To give some idea of how fast you can build a test tool for something like Accessible Name, the entire Chrome extension from a standing start was completed and tested in a weekend. It took much longer to create the 10 pages of test content that it did to create the first draft of the code. Testing of the tool, however, is back to manual inspection at human speed, which is why only 5 of 10 pages have been manually checked so far. Is it possible to automate that testing? Definitely and the pages are designed to do so. If you inspect the test pages, you will find classes added to tag element for testing, and to tag the result (passing, failing, warning).

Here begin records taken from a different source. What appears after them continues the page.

//! Resolution errors

use std::fmt;

use crate::schema::FieldType;

#[derive(Debug)]
pub enum ResolveError {
    /// The query references a store absent from the catalog
    UnknownStore(String),
    /// The query references a field absent from its store
    UnknownField { store: String, field: String },
    /// A filter constant does not fit the field's type
    TypeMismatch {
        field: String,
        expected: FieldType,
        value: String,
    },
    /// Two measures of the query share an alias
    DuplicateAlias(String),
    /// A measure references an alias that no query measure defines
    UnresolvedMeasure(String),
    /// Alias references form a cycle through this alias
    CyclicMeasure(String),
    /// A rollup or grouping-set column is not among the grouped columns
    RollupColumnNotGrouped(String),
    /// A comparison measure is not computable in its scope
    InvalidComparison(String),
}

impl fmt::Display for ResolveError {
    fn fmt(&self, f: &mut fmt::Formatter<'_>) -> fmt::Result {
        match self {
            ResolveError::UnknownStore(name) => {
                write!(f, "Unknown store '{}'", name)
            }
            ResolveError::UnknownField { store, field } => {
                write!(f, "Unknown field '{}' in store '{}'", field, store)
            }
            ResolveError::TypeMismatch { field, expected, value } => {
                write!(
                    f,
                    "Value '{}' does not match type {} of field '{}'",
                    value, expected, field
                )
            }
            ResolveError::DuplicateAlias(alias) => {
                write!(f, "Measure alias '{}' is used more than once", alias)
            }
            ResolveError::UnresolvedMeasure(alias) => {
                write!(f, "No measure with alias '{}' in this query", alias)
            }
            ResolveError::CyclicMeasure(alias) => {
                write!(f, "Measure alias references form a cycle through '{}'", alias)
            }
            ResolveError::RollupColumnNotGrouped(field) => {
                write!(f, "Rollup column '{}' is not part of the query columns", field)
            }
            ResolveError::InvalidComparison(msg) => {
                write!(f, "Invalid comparison measure: {}", msg)
            }
        }
    }
}

impl std::error::Error for ResolveError {}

I set out, in part, to try and teach people how easy it is to create your own tools, to inspire readers to try and build something, and hopefully to release it to the community as I have. To allow others to build and improve on our first, perhaps slight messy, slightly buggy first attempts. As a profession, we certainly need it, we need a breadth of knowledge on what can be tested and ways that can be automated that isn't IP locked away behind closed doors. We need to keep the commercial devs on their toes. No more automated tools that don't even test Aria roles properly. No more automated tools that don't catch the more obvious of edge cases.

Conclusion

Given that I develop accessibility testing tools professionally at the CNIB (Canadian National Institute for the Blind) Access Labs, I never seriously expected the specific testing task would fail, I chose a well understood aspect of accessibility to test. What was important was that it could be done quickly, easily, and comprehensively, building something that could take on and "compete" with commercial accessibility industry at least in a very small way. The word compete was in given in quotes because my little AI generated tool is not the same as a full page testing tool. It's not had the peer review, it's not had the testing a commercial tool should get. It's not a WAVE, it's not an Axe. But it too could be the inspiration for an open-source community-led one.

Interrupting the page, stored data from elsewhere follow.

//! Integration tests for the GROUP column-set reshape

mod common;

use common::{column, floats, sales_engine, strs};
use cubeplan::{
    ColumnSet, Criteria, GroupColumnSet, GroupDto, Measure, QueryDto, QueryExecutor,
};

fn regions() -> ColumnSet {
    ColumnSet::Group(GroupColumnSet {
        new_field: "region".to_string(),
        field: "country".to_string(),
        groups: vec![
            GroupDto {
                name: "atlantic".to_string(),
                values: vec![serde_json::json!("US"), serde_json::json!("FR")],
            },
            GroupDto {
                name: "europe".to_string(),
                values: vec![serde_json::json!("FR")],
            },
        ],
    })
}

#[test]
fn test_rows_replicate_per_group() {
    let executor = QueryExecutor::new(sales_engine());

    let query = QueryDto::from("sales")
        .with_criteria(Criteria::eq("year", serde_json::json!(2024)))
        .with_measure(Measure::sum("revenue", "revenue"))
        .with_column_set(regions());
    let result = executor.execute_query(&query).unwrap();

    // Groups in declaration order, member values in declaration order.
    assert_eq!(
        column(&result, "region"),
        strs(&["atlantic", "atlantic", "europe"])
    );
    assert_eq!(column(&result, "country"), strs(&["US", "FR", "FR"]));
    assert_eq!(column(&result, "revenue"), floats(&[20.0, 10.0, 10.0]));
}

#[test]
fn test_group_column_precedes_user_columns() {
    let executor = QueryExecutor::new(sales_engine());

    let query = QueryDto::from("sales")
        .with_column("year")
        .with_criteria(Criteria::eq("country", serde_json::json!("FR")))
        .with_measure(Measure::sum("revenue", "revenue"))
        .with_column_set(regions());
    let result = executor.execute_query(&query).unwrap();

    let names: Vec<&str> = result.headers().iter().map(|h| h.name.as_str()).collect();
    assert_eq!(names, vec!["region", "country", "year", "revenue"]);
}

#[test]
fn test_single_group_drops_the_synthetic_column() {
    let executor = QueryExecutor::new(sales_engine());

    let single = ColumnSet::Group(GroupColumnSet {
        new_field: "region".to_string(),
        field: "country".to_string(),
        groups: vec![GroupDto {
            name: "europe".to_string(),
            values: vec![serde_json::json!("FR")],
        }],
    });
    let query = QueryDto::from("sales")
        .with_criteria(Criteria::eq("year", serde_json::json!(2024)))
        .with_measure(Measure::sum("revenue", "revenue"))
        .with_column_set(single);
    let result = executor.execute_query(&query).unwrap();

    assert!(result.column("region").is_none());
    assert_eq!(column(&result, "country"), strs(&["FR"]));
    assert_eq!(column(&result, "revenue"), floats(&[10.0]));
}

#[test]
fn test_computed_measures_apply_after_the_reshape() {
    let executor = QueryExecutor::new(sales_engine());

    let query = QueryDto::from("sales")
        .with_criteria(Criteria::eq("year", serde_json::json!(2024)))
        .with_measure(Measure::sum("revenue", "revenue"))
        .with_measure(Measure::binary(
            "double",
            cubeplan::BinaryOperator::Add,
            Measure::reference("revenue"),
            Measure::reference("revenue"),
        ))
        .with_column_set(regions());
    let result = executor.execute_query(&query).unwrap();

    // One computed cell per reshaped row, not per source row.
    assert_eq!(result.count(), 3);
    assert_eq!(column(&result, "double"), floats(&[40.0, 20.0, 20.0]));
}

The secondary goal: building accessibility automation tools quickly, at prompt-only level, with AI also succeeded, although with caveats that I've already mentioned in the discussion. It certainly has the potential to democratize test tool design and implementation. What's the value of secretive hoarding of expensive intellectual property when someone can create a tool from scratch in a weekend? Not the same tool, not the same scale, but still... Disruption beckons.

The Accessible Names Tool

Firstly, you will currently find the tool in my personal GitHub repository: https://github.com/bobdodd/carnforth

It is the source code for a Chrome browser extension. To install it you will need to set your browser to developer mode. Go to Chrome Extensions, and choose "Manage extensions". On that page there is a selector for developer mode in the top right corner. Once selected, choose "Load Unpacked" and select the directory/folder where you downloaded the extension. That should be enough, and the extension should appear as a tile on the page.

The tool runs from the developer tools in the browser. The fastest way to get to that on Chrome is to go to the page you want to test, right click on the page and choose "inspect". The developer tools will open. Go to the ">>" (double chevron) on the tools main menu, select it, and you will see "Accessible Names" as a menu item.

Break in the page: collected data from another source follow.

//! No-op cache used for `NotUse` queries

use crate::measure::CompiledMeasure;
use crate::table::ColumnarTable;

use super::{CacheError, CacheKey, CacheStats, Principal, QueryCache};

/// Cache that stores nothing and always misses
#[derive(Debug, Default)]
pub struct EmptyQueryCache;

impl QueryCache for EmptyQueryCache {
    fn contains(&self, _measure: &CompiledMeasure, _key: &CacheKey) -> bool {
        false
    }

    fn create_raw_result(&self, _key: &CacheKey) -> Option<ColumnarTable> {
        None
    }

    fn contribute_to_result(
        &self,
        _table: &mut ColumnarTable,
        measures: &[CompiledMeasure],
        _key: &CacheKey,
    ) -> Result<(), CacheError> {
        if measures.is_empty() {
            Ok(())
        } else {
            Err(CacheError::MissingEntry)
        }
    }

    fn contribute_to_cache(
        &self,
        _table: &ColumnarTable,
        _measures: &[CompiledMeasure],
        _key: &CacheKey,
    ) {
    }

    fn stats(&self, _principal: &Principal) -> CacheStats {
        CacheStats::default()
    }

    fn clear(&self, _principal: &Principal) {}
}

Have fun, and please let me know what you think of it, and any issues you find.

Please be aware that the tool is still being worked on, and I will update it over the next few weeks, fixing issues and adding features.

What Comes Next

This was originally just a toy to try building an accessibility plug-in/extension that could fix the issues in my testing of Accessible Name, and something for GAAD today. On balance, given what I can already find, it's probably worth making a more finished and tested version and adding it to the Chrome Extensions marketplace. For free, and still under the GPL, as a handy reminder to others to up their game if nothing else.

As I said earlier, I work for the CNIB (Canadian National Institute for the Blind) Access Labs, so there is a good chance that I will get to move the code to CNIB's GitHub, and then launch a finished, fully tested and branded version onto the Chrome Extensions marketplace from there.

Hopefully one of many, and not just as browser extensions.